[Amber Note : This is waaaaay outside of my comfort zone, but it’s been on my heart quite a bit lately. I’m not going to apologize for it though because I really feel compelled to write about it. If you disagree with what I say, that’s your choice, but I refuse to engage in any kind of debates about this topic. And for those of you that don’t want to read anything heavy, I promise to be back to frivolity in my next post.]
I am white.
I had never really given my whiteness a second thought.
I always made sure to point out the black friends that I had, as though that made me less white. But I never fought for them. I never thought I had to. Until now.

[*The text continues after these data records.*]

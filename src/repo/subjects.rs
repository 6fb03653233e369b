// src/repo/subjects.rs

use sqlx::SqliteConnection;

use crate::models::subject::{NewSubject, Subject, SubjectQuizCount};

pub async fn find(conn: &mut SqliteConnection, id: i64) -> sqlx::Result<Option<Subject>> {
    sqlx::query_as::<_, Subject>("SELECT id, name, description FROM subjects WHERE id = $1")
        .bind(id)
        .fetch_optional(&mut *conn)
        .await
}

pub async fn list(conn: &mut SqliteConnection) -> sqlx::Result<Vec<Subject>> {
    sqlx::query_as::<_, Subject>("SELECT id, name, description FROM subjects ORDER BY name")
        .fetch_all(&mut *conn)
        .await
}

pub async fn count(conn: &mut SqliteConnection) -> sqlx::Result<i64> {
    sqlx::query_scalar("SELECT COUNT(*) FROM subjects")
        .fetch_one(&mut *conn)
        .await
}

/// Every subject with the number of quizzes across its chapters.
/// Subjects without quizzes are listed with a count of zero.
pub async fn list_with_quiz_counts(
    conn: &mut SqliteConnection,
) -> sqlx::Result<Vec<SubjectQuizCount>> {
    sqlx::query_as::<_, SubjectQuizCount>(
        r#"
        SELECT s.id, s.name, s.description, COUNT(q.id) AS quiz_count
        FROM subjects s
        LEFT JOIN chapters c ON c.subject_id = s.id
        LEFT JOIN quizzes q ON q.chapter_id = c.id
        GROUP BY s.id, s.name, s.description
        ORDER BY s.name
        "#,
    )
    .fetch_all(&mut *conn)
    .await
}

/// Inserts a subject and returns the new id.
/// A duplicate name surfaces as a unique violation.
pub async fn insert(conn: &mut SqliteConnection, subject: &NewSubject) -> sqlx::Result<i64> {
    sqlx::query_scalar("INSERT INTO subjects (name, description) VALUES ($1, $2) RETURNING id")
        .bind(&subject.name)
        .bind(&subject.description)
        .fetch_one(&mut *conn)
        .await
}

/// Deletes a subject and everything below it: chapters, quizzes, questions
/// and the scores recorded against those quizzes.
pub async fn delete_cascade(conn: &mut SqliteConnection, id: i64) -> sqlx::Result<bool> {
    sqlx::query(
        r#"
        DELETE FROM scores WHERE quiz_id IN (
            SELECT q.id FROM quizzes q
            JOIN chapters c ON q.chapter_id = c.id
            WHERE c.subject_id = $1
        )
        "#,
    )
    .bind(id)
    .execute(&mut *conn)
    .await?;

    sqlx::query(
        r#"
        DELETE FROM questions WHERE quiz_id IN (
            SELECT q.id FROM quizzes q
            JOIN chapters c ON q.chapter_id = c.id
            WHERE c.subject_id = $1
        )
        "#,
    )
    .bind(id)
    .execute(&mut *conn)
    .await?;

    sqlx::query(
        "DELETE FROM quizzes WHERE chapter_id IN (SELECT id FROM chapters WHERE subject_id = $1)",
    )
    .bind(id)
    .execute(&mut *conn)
    .await?;

    sqlx::query("DELETE FROM chapters WHERE subject_id = $1")
        .bind(id)
        .execute(&mut *conn)
        .await?;

    let result = sqlx::query("DELETE FROM subjects WHERE id = $1")
        .bind(id)
        .execute(&mut *conn)
        .await?;

    Ok(result.rows_affected() > 0)
}
// src/repo/chapters.rs

use sqlx::SqliteConnection;

use crate::models::chapter::{Chapter, NewChapter};

pub async fn find(conn: &mut SqliteConnection, id: i64) -> sqlx::Result<Option<Chapter>> {
    sqlx::query_as::<_, Chapter>(
        "SELECT id, subject_id, name, description FROM chapters WHERE id = $1",
    )
    .bind(id)
    .fetch_optional(&mut *conn)
    .await
}

pub async fn list_by_subject(
    conn: &mut SqliteConnection,
    subject_id: i64,
) -> sqlx::Result<Vec<Chapter>> {
    sqlx::query_as::<_, Chapter>(
        "SELECT id, subject_id, name, description FROM chapters WHERE subject_id = $1 ORDER BY id",
    )
    .bind(subject_id)
    .fetch_all(&mut *conn)
    .await
}

pub async fn insert(conn: &mut SqliteConnection, chapter: &NewChapter) -> sqlx::Result<i64> {
    sqlx::query_scalar(
        "INSERT INTO chapters (subject_id, name, description) VALUES ($1, $2, $3) RETURNING id",
    )
    .bind(chapter.subject_id)
    .bind(&chapter.name)
    .bind(&chapter.description)
    .fetch_one(&mut *conn)
    .await
}

/// Deletes a chapter with its quizzes, their questions and their scores.
pub async fn delete_cascade(conn: &mut SqliteConnection, id: i64) -> sqlx::Result<bool> {
    sqlx::query("DELETE FROM scores WHERE quiz_id IN (SELECT id FROM quizzes WHERE chapter_id = $1)")
        .bind(id)
        .execute(&mut *conn)
        .await?;

    sqlx::query(
        "DELETE FROM questions WHERE quiz_id IN (SELECT id FROM quizzes WHERE chapter_id = $1)",
    )
    .bind(id)
    .execute(&mut *conn)
    .await?;

    sqlx::query("DELETE FROM quizzes WHERE chapter_id = $1")
        .bind(id)
        .execute(&mut *conn)
        .await?;

    let result = sqlx::query("DELETE FROM chapters WHERE id = $1")
        .bind(id)
        .execute(&mut *conn)
        .await?;

    Ok(result.rows_affected() > 0)
}
// src/lib.rs

pub mod config;
pub mod db;
pub mod error;
pub mod handlers;
pub mod models;
pub mod repo;
pub mod routes;
pub mod state;
pub mod utils;
pub mod views;

pub use routes::create_router;
// src/models/user.rs

use serde::{Deserialize, Serialize};
use sqlx::FromRow;
use validator::Validate;

/// Represents the 'users' table in the database.
#[derive(Debug, Clone, FromRow, Serialize, Deserialize)]
pub struct User {
    pub id: i64,

    /// Unique username.
    pub username: String,

    /// Unique email address.
    pub email: String,

    /// Argon2 password hash.
    /// Skipped during serialization to prevent leaking sensitive data.
    #[serde(skip)]
    pub password: String,

    pub full_name: String,

    pub is_admin: bool,
}

/// The authenticated user, injected into request extensions by the auth guard.
#[derive(Debug, Clone)]
pub struct CurrentUser {
    pub id: i64,
    pub username: String,
    pub full_name: String,
    pub is_admin: bool,
}

impl From<User> for CurrentUser {
    fn from(user: User) -> Self {
        Self {
            id: user.id,
            username: user.username,
            full_name: user.full_name,
            is_admin: user.is_admin,
        }
    }
}

impl User {
    /// Role name carried in the login token.
    pub fn role(&self) -> &'static str {
        if self.is_admin { "admin" } else { "user" }
    }
}

/// Everything needed to insert a user row.
#[derive(Debug, Clone)]
pub struct NewUser {
    pub username: String,
    pub email: String,
    pub password_hash: String,
    pub full_name: String,
    pub is_admin: bool,
}

/// Form body of `POST /auth/register`.
#[derive(Debug, Default, Deserialize, Validate)]
#[serde(default)]
pub struct RegisterForm {
    #[validate(length(
        min = 1,
        max = 100,
        message = "Full name must be between 1 and 100 characters."
    ))]
    pub full_name: String,
    #[validate(length(
        min = 3,
        max = 50,
        message = "Username length must be between 3 and 50 characters."
    ))]
    pub username: String,
    #[validate(email(message = "Email address is not valid."))]
    pub email: String,
    #[validate(length(
        min = 4,
        max = 128,
        message = "Password length must be between 4 and 128 characters."
    ))]
    pub password: String,
}

impl RegisterForm {
    /// Trims every field except the password.
    pub fn trimmed(self) -> Self {
        Self {
            full_name: self.full_name.trim().to_string(),
            username: self.username.trim().to_string(),
            email: self.email.trim().to_string(),
            password: self.password,
        }
    }
}

/// Form body of `POST /auth/login`.
#[derive(Debug, Default, Deserialize)]
#[serde(default)]
pub struct LoginForm {
    pub username: String,
    pub password: String,
}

Regardless of your political, religious, or whatever other affiliation, I think we should all be able to agree that what is happening right now is unacceptable. Why is it suddenly “acceptable” to be racist? Why are white people emboldened to make death threats to black people who make comments about their discomfort in certain places? Most of all, why do I feel so helpless to do anything about all of this?
I debated a lot about writing this. I don’t really know that this has a point, other than to just clear my own head. I said back in November that I was tired of being silent, and yet I so easily slipped back into being silent. No. More. I still plan to be 99% fluff around here, but that 1% will be my real voice. That 1% is my small way to start doing better and to stop feeling so helpless. Who’s with me?